Task details —
Each of the records below must be reproduced exactly.

Input material —
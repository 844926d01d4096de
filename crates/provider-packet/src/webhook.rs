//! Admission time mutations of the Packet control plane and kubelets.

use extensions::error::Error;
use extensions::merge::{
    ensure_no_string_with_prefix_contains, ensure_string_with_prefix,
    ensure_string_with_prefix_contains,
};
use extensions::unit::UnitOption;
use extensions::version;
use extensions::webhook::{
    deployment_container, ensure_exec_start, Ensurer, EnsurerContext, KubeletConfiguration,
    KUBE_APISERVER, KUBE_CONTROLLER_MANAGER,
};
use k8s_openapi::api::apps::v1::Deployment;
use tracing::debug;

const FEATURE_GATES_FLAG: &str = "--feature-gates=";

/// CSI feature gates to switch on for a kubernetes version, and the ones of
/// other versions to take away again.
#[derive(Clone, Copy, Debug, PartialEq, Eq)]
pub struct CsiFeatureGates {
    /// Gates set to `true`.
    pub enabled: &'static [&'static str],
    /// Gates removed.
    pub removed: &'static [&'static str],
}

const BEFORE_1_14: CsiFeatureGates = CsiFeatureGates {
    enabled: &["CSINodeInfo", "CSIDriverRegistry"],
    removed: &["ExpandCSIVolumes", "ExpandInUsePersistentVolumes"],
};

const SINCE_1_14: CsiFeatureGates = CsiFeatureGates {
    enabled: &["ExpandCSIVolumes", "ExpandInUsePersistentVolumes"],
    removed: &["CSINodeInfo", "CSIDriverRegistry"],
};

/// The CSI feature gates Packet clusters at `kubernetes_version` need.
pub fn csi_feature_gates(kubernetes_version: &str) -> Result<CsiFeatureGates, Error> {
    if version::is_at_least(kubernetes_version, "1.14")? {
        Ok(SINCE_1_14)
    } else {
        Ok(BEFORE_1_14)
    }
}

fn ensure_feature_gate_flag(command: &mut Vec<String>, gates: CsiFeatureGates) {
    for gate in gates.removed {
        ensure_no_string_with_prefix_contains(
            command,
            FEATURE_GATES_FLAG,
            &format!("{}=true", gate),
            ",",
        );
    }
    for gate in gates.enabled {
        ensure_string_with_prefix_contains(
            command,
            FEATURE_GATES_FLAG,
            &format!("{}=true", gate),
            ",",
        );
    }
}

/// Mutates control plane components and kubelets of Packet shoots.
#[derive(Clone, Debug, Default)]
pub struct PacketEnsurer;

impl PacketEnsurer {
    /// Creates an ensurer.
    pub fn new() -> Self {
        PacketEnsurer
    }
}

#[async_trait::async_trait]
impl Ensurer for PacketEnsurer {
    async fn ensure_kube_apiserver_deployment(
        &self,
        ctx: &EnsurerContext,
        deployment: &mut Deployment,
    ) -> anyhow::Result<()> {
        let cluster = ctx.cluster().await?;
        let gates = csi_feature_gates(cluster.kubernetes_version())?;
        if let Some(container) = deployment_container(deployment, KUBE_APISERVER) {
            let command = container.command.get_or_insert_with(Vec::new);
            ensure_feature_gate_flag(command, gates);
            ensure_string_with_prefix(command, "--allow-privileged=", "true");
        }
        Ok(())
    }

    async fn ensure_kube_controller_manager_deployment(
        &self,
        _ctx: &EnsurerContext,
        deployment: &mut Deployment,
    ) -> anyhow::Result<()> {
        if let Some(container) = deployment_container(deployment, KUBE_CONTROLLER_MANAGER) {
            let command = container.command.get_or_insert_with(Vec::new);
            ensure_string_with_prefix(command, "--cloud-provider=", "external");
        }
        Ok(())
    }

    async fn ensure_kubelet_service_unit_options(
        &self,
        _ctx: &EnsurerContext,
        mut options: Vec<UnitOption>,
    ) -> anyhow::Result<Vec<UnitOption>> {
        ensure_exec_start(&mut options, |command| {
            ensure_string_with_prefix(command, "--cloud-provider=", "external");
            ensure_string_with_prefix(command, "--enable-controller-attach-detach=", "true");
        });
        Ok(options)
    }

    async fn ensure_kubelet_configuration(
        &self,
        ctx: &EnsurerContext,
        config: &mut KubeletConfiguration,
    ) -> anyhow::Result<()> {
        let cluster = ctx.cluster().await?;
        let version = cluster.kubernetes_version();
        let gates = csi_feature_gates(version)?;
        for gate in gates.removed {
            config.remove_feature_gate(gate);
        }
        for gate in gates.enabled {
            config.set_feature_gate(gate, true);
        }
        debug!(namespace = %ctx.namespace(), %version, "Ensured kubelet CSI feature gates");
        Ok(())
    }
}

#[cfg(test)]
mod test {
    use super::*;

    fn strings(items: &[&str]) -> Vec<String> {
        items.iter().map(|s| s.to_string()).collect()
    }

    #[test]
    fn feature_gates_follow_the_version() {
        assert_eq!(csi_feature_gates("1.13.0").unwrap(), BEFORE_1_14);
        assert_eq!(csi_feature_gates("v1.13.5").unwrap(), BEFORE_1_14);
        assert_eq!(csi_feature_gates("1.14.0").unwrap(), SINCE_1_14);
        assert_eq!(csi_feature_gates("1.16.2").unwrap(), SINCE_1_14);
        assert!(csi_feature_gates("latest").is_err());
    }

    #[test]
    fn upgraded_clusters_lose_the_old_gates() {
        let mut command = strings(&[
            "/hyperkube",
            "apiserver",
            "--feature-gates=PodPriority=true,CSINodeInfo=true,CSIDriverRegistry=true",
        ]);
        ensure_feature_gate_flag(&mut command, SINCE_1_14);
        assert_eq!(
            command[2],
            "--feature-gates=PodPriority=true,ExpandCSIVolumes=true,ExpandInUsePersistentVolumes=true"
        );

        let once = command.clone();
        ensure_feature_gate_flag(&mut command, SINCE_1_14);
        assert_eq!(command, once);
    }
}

Written answer —
repository 844926d01d4096de
filename crates/provider-packet/src/webhook.rs
//! Admission time mutations of the Packet control plane and kubelets.

use extensions::error::Error;
use extensions::merge::{
    ensure_no_string_with_prefix_contains, ensure_string_with_prefix,
    ensure_string_with_prefix_contains,
};
use extensions::unit::UnitOption;
use extensions::version;
use extensions::webhook::{
    deployment_container, ensure_exec_start, Ensurer, EnsurerContext, KubeletConfiguration,
    KUBE_APISERVER, KUBE_CONTROLLER_MANAGER,
};
use k8s_openapi::api::apps::v1::Deployment;
use tracing::debug;

const FEATURE_GATES_FLAG: &str = "--feature-gates=";

/// CSI feature gates to switch on for a kubernetes version, and the ones of
/// other versions to take away again.
#[derive(Clone, Copy, Debug, PartialEq, Eq)]
pub struct CsiFeatureGates {
    /// Gates set to `true`.
    pub enabled: &'static [&'static str],
    /// Gates removed.
    pub removed: &'static [&'static str],
}

const BEFORE_1_14: CsiFeatureGates = CsiFeatureGates {
    enabled: &["CSINodeInfo", "CSIDriverRegistry"],
    removed: &["ExpandCSIVolumes", "ExpandInUsePersistentVolumes"],
};

const SINCE_1_14: CsiFeatureGates = CsiFeatureGates {
    enabled: &["ExpandCSIVolumes", "ExpandInUsePersistentVolumes"],
    removed: &["CSINodeInfo", "CSIDriverRegistry"],
};

/// The CSI feature gates Packet clusters at `kubernetes_version` need.
pub fn csi_feature_gates(kubernetes_version: &str) -> Result<CsiFeatureGates, Error> {
    if version::is_at_least(kubernetes_version, "1.14")? {
        Ok(SINCE_1_14)
    } else {
        Ok(BEFORE_1_14)
    }
}

fn ensure_feature_gate_flag(command: &mut Vec<String>, gates: CsiFeatureGates) {
    for gate in gates.removed {
        ensure_no_string_with_prefix_contains(
            command,
            FEATURE_GATES_FLAG,
            &format!("{}=true", gate),
            ",",
        );
    }
    for gate in gates.enabled {
        ensure_string_with_prefix_contains(
            command,
            FEATURE_GATES_FLAG,
            &format!("{}=true", gate),
            ",",
        );
    }
}

/// Mutates control plane components and kubelets of Packet shoots.
#[derive(Clone, Debug, Default)]
pub struct PacketEnsurer;

impl PacketEnsurer {
    /// Creates an ensurer.
    pub fn new() -> Self {
        PacketEnsurer
    }
}

#[async_trait::async_trait]
impl Ensurer for PacketEnsurer {
    async fn ensure_kube_apiserver_deployment(
        &self,
        ctx: &EnsurerContext,
        deployment: &mut Deployment,
    ) -> anyhow::Result<()> {
        let cluster = ctx.cluster().await?;
        let gates = csi_feature_gates(cluster.kubernetes_version())?;
        if let Some(container) = deployment_container(deployment, KUBE_APISERVER) {
            let command = container.command.get_or_insert_with(Vec::new);
            ensure_feature_gate_flag(command, gates);
            ensure_string_with_prefix(command, "--allow-privileged=", "true");
        }
        Ok(())
    }

    async fn ensure_kube_controller_manager_deployment(
        &self,
        _ctx: &EnsurerContext,
        deployment: &mut Deployment,
    ) -> anyhow::Result<()> {
        if let Some(container) = deployment_container(deployment, KUBE_CONTROLLER_MANAGER) {
            let command = container.command.get_or_insert_with(Vec::new);
            ensure_string_with_prefix(command, "--cloud-provider=", "external");
        }
        Ok(())
    }

    async fn ensure_kubelet_service_unit_options(
        &self,
        _ctx: &EnsurerContext,
        mut options: Vec<UnitOption>,
    ) -> anyhow::Result<Vec<UnitOption>> {
        ensure_exec_start(&mut options, |command| {
            ensure_string_with_prefix(command, "--cloud-provider=", "external");
            ensure_string_with_prefix(command, "--enable-controller-attach-detach=", "true");
        });
        Ok(options)
    }

    async fn ensure_kubelet_configuration(
        &self,
        ctx: &EnsurerContext,
        config: &mut KubeletConfiguration,
    ) -> anyhow::Result<()> {
        let cluster = ctx.cluster().await?;
        let version = cluster.kubernetes_version();
        let gates = csi_feature_gates(version)?;
        for gate in gates.removed {
            config.remove_feature_gate(gate);
        }
        for gate in gates.enabled {
            config.set_feature_gate(gate, true);
        }
        debug!(namespace = %ctx.namespace(), %version, "Ensured kubelet CSI feature gates");
        Ok(())
    }
}

#[cfg(test)]
mod test {
    use super::*;

    fn strings(items: &[&str]) -> Vec<String> {
        items.iter().map(|s| s.to_string()).collect()
    }

    #[test]
    fn feature_gates_follow_the_version() {
        assert_eq!(csi_feature_gates("1.13.0").unwrap(), BEFORE_1_14);
        assert_eq!(csi_feature_gates("v1.13.5").unwrap(), BEFORE_1_14);
        assert_eq!(csi_feature_gates("1.14.0").unwrap(), SINCE_1_14);
        assert_eq!(csi_feature_gates("1.16.2").unwrap(), SINCE_1_14);
        assert!(csi_feature_gates("latest").is_err());
    }

    #[test]
    fn upgraded_clusters_lose_the_old_gates() {
        let mut command = strings(&[
            "/hyperkube",
            "apiserver",
            "--feature-gates=PodPriority=true,CSINodeInfo=true,CSIDriverRegistry=true",
        ]);
        ensure_feature_gate_flag(&mut command, SINCE_1_14);
        assert_eq!(
            command[2],
            "--feature-gates=PodPriority=true,ExpandCSIVolumes=true,ExpandInUsePersistentVolumes=true"
        );

        let once = command.clone();
        ensure_feature_gate_flag(&mut command, SINCE_1_14);
        assert_eq!(command, once);
    }
}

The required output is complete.